Parfums interdits et plaisirs défendus des toilettes publiques

Photo construite d’une rencontre clandestine dans les anciennes toilettes de la station de métro Palais-Royal, à Paris.
Photo construite d’une rencontre clandestine dans les anciennes toilettes de la station de métro Palais-Royal, à Paris. - Marc Martin 2018.

En argot, la tasse désignait le pissoir ou la pissotière. Interdits aux femmes, ces édicules ont servi, aux XIXe et XXe siècles, à satisfaire les besoins naturels des hommes.
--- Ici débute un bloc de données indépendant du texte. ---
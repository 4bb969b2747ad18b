//! Built-in option catalogs.
//!
//! A modest default set covering every group, enough to drive the wizard
//! without an embedder-supplied catalog. Ids are camelCase so the label
//! fallback chain can derive readable text from them.

use crate::domain::catalog::{CatalogOption, OptionGroup, StaticCatalogs};

fn opt(id: &str, label: &str) -> CatalogOption {
    CatalogOption::new(id, label)
}

fn desc(id: &str, label: &str, description: &str) -> CatalogOption {
    CatalogOption::new(id, label).with_description(description)
}

/// The default catalog set.
pub fn builtin() -> StaticCatalogs {
    StaticCatalogs::new()
        .with_group(
            OptionGroup::SystemTypes,
            vec![
                opt("webApp", "Web Application"),
                opt("mobileApp", "Mobile Application"),
                opt("desktopApp", "Desktop Application"),
                opt("api", "API / Backend Service"),
                opt("ecommerce", "E-commerce"),
                opt("landingPage", "Landing Page"),
                opt("saas", "SaaS Platform"),
                opt("other", "Other"),
            ],
        )
        .with_group(
            OptionGroup::Objectives,
            vec![
                opt("increaseSales", "Increase Sales"),
                opt("automateProcesses", "Automate Processes"),
                opt("improveEngagement", "Improve Engagement"),
                opt("reduceCosts", "Reduce Costs"),
                opt("validateIdea", "Validate an Idea"),
                opt("other", "Other"),
            ],
        )
        .with_group(
            OptionGroup::NonFunctionalRequirements,
            vec![
                desc("performance", "Performance", "Fast response times under load"),
                desc("scalability", "Scalability", "Grows with the user base"),
                opt("usability", "Usability"),
                opt("accessibility", "Accessibility"),
                desc("availability", "Availability", "Minimal downtime"),
                opt("maintainability", "Maintainability"),
                opt("other", "Other"),
            ],
        )
        .with_group(
            OptionGroup::Features,
            vec![
                opt("authentication", "Authentication"),
                opt("userManagement", "User Management"),
                opt("notifications", "Notifications"),
                opt("payments", "Payments"),
                opt("search", "Search"),
                opt("reporting", "Reporting"),
                opt("fileUpload", "File Upload"),
                opt("chat", "Chat"),
                opt("other", "Other"),
            ],
        )
        .with_group(
            OptionGroup::ColorPalettes,
            vec![
                desc("monochromatic", "Monochromatic", "Shades of a single color"),
                desc("pastel", "Pastel", "Soft, low-saturation tones"),
                desc("vibrant", "Vibrant", "Bold, saturated colors"),
                desc("darkMode", "Dark Mode", "Dark backgrounds with high contrast"),
                desc("earthTones", "Earth Tones", "Natural browns and greens"),
                opt("custom", "Custom"),
            ],
        )
        .with_group(
            OptionGroup::VisualStyles,
            vec![
                opt("minimalist", "Minimalist"),
                opt("modern", "Modern"),
                opt("corporate", "Corporate"),
                opt("playful", "Playful"),
                opt("glassmorphism", "Glassmorphism"),
                opt("other", "Other"),
            ],
        )
        .with_group(
            OptionGroup::MenuTypes,
            vec![
                opt("topNavbar", "Top Navbar"),
                opt("sidebar", "Sidebar"),
                opt("hamburger", "Hamburger Menu"),
                opt("bottomTabs", "Bottom Tabs"),
                opt("megaMenu", "Mega Menu"),
                opt("other", "Other"),
            ],
        )
        .with_group(
            OptionGroup::LandingStructure,
            vec![
                opt("hero", "Hero Section"),
                opt("features", "Features Section"),
                opt("testimonials", "Testimonials"),
                opt("pricing", "Pricing"),
                opt("faq", "FAQ"),
                opt("footer", "Footer"),
                opt("other", "Other"),
            ],
        )
        .with_group(
            OptionGroup::LandingElements,
            vec![
                opt("ctaButtons", "Call-to-Action Buttons"),
                opt("newsletterSignup", "Newsletter Signup"),
                opt("socialProof", "Social Proof"),
                opt("demoVideo", "Demo Video"),
                opt("liveChat", "Live Chat"),
                opt("other", "Other"),
            ],
        )
        .with_group(
            OptionGroup::LandingStyles,
            vec![
                opt("singlePage", "Single Page"),
                opt("multiSection", "Multi Section"),
                opt("parallax", "Parallax"),
                opt("animated", "Animated"),
                opt("other", "Other"),
            ],
        )
        .with_group(
            OptionGroup::AuthMethods,
            vec![
                opt("emailPassword", "Email and Password"),
                opt("googleAuth", "Google Sign-In"),
                opt("githubAuth", "GitHub Sign-In"),
                opt("magicLink", "Magic Link"),
                opt("sso", "Single Sign-On"),
                opt("twoFactor", "Two-Factor Authentication"),
                opt("other", "Other"),
            ],
        )
        .with_group(
            OptionGroup::DashboardFeatures,
            vec![
                opt("analytics", "Analytics"),
                opt("userProfile", "User Profile"),
                opt("notifications", "Notifications"),
                opt("settings", "Settings"),
                opt("activityLog", "Activity Log"),
                opt("exportData", "Data Export"),
                opt("other", "Other"),
            ],
        )
        .with_group(
            OptionGroup::Frontend,
            vec![
                opt("react", "React"),
                opt("vue", "Vue"),
                opt("angular", "Angular"),
                opt("svelte", "Svelte"),
                opt("other", "Other"),
            ],
        )
        .with_group(
            OptionGroup::Backend,
            vec![
                opt("nodejs", "Node.js"),
                opt("django", "Django"),
                opt("rails", "Ruby on Rails"),
                opt("laravel", "Laravel"),
                opt("go", "Go"),
                opt("other", "Other"),
            ],
        )
        .with_group(
            OptionGroup::Fullstack,
            vec![
                opt("nextjs", "Next.js"),
                opt("nuxt", "Nuxt"),
                opt("sveltekit", "SvelteKit"),
                opt("remix", "Remix"),
                opt("other", "Other"),
            ],
        )
        .with_group(
            OptionGroup::Databases,
            vec![
                opt("postgresql", "PostgreSQL"),
                opt("mysql", "MySQL"),
                opt("mongodb", "MongoDB"),
                opt("sqlite", "SQLite"),
                opt("redis", "Redis"),
                opt("other", "Other"),
            ],
        )
        .with_group(
            OptionGroup::Orms,
            vec![
                opt("prisma", "Prisma"),
                opt("drizzle", "Drizzle"),
                opt("typeorm", "TypeORM"),
                opt("sequelize", "Sequelize"),
                opt("mongoose", "Mongoose"),
                opt("other", "Other"),
            ],
        )
        .with_group(
            OptionGroup::Hosting,
            vec![
                opt("vercel", "Vercel"),
                opt("netlify", "Netlify"),
                opt("aws", "AWS"),
                opt("railway", "Railway"),
                opt("selfHosted", "Self-Hosted"),
                opt("other", "Other"),
            ],
        )
        .with_group(
            OptionGroup::SecurityFeatures,
            vec![
                desc("inputValidation", "Input Validation", "Validate all external input"),
                desc("encryption", "Encryption", "Encrypt sensitive data at rest and in transit"),
                opt("rateLimiting", "Rate Limiting"),
                opt("auditLogs", "Audit Logs"),
                opt("csrfProtection", "CSRF Protection"),
                opt("contentSecurityPolicy", "Content Security Policy"),
                opt("other", "Other"),
            ],
        )
        .with_group(
            OptionGroup::FolderOrganization,
            vec![
                desc("byFeature", "By Feature", "One folder per feature"),
                desc("byLayer", "By Layer", "Controllers, services, models"),
                opt("byDomain", "By Domain"),
                opt("other", "Other"),
            ],
        )
        .with_group(
            OptionGroup::ArchitecturalPatterns,
            vec![
                opt("mvc", "MVC"),
                opt("cleanArchitecture", "Clean Architecture"),
                opt("hexagonal", "Hexagonal"),
                opt("microservices", "Microservices"),
                opt("monolith", "Monolith"),
                opt("serverless", "Serverless"),
                opt("other", "Other"),
            ],
        )
        .with_group(
            OptionGroup::BestPractices,
            vec![
                opt("codeReviews", "Code Reviews"),
                opt("automatedTests", "Automated Tests"),
                opt("cicd", "CI/CD"),
                opt("linting", "Linting"),
                opt("documentation", "Documentation"),
                opt("other", "Other"),
            ],
        )
        .with_group(
            OptionGroup::ScalabilityFeatures,
            vec![
                opt("loadBalancing", "Load Balancing"),
                opt("horizontalScaling", "Horizontal Scaling"),
                opt("caching", "Caching"),
                opt("queueing", "Message Queues"),
                opt("cdn", "CDN"),
                opt("other", "Other"),
            ],
        )
        .with_group(
            OptionGroup::PerformanceFeatures,
            vec![
                opt("lazyLoading", "Lazy Loading"),
                opt("codeSplitting", "Code Splitting"),
                opt("imageOptimization", "Image Optimization"),
                opt("compression", "Compression"),
                opt("prefetching", "Prefetching"),
                opt("other", "Other"),
            ],
        )
        .with_group(
            OptionGroup::Restrictions,
            vec![
                opt("jquery", "jQuery"),
                opt("inlineStyles", "Inline Styles"),
                opt("globalState", "Global Mutable State"),
                opt("deprecatedApis", "Deprecated APIs"),
                opt("heavyDependencies", "Heavy Dependencies"),
                opt("other", "Other"),
            ],
        )
        .with_group(
            OptionGroup::Integrations,
            vec![
                opt("stripe", "Stripe"),
                opt("paypal", "PayPal"),
                opt("googleMaps", "Google Maps"),
                opt("sendgrid", "SendGrid"),
                opt("twilio", "Twilio"),
                opt("slack", "Slack"),
                opt("openai", "OpenAI"),
                opt("other", "Other"),
            ],
        )
}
Mais ils étaient aussi propices aux rencontres « contre-nature ». Des procès-verbaux de police en attestent, comme celui de l’arrestation du comte de Germiny en compagnie de l’ouvrier Chouard, en 1876… L’auteur photographe et vidéaste français, Marc Martin, a étudié de près l’aventure architecturale et sociale des tasses, à Paris et à Bruxelles, pour gommer leur image honteuse et explorer leur rôle méconnu de lieux de tolérance pour les membres de la communauté LGBTQI+. Dans l’exposition Les Tasses, toilettes publiques, affaires privées , il y questionne l’égalité, la liberté et le vivre ensemble.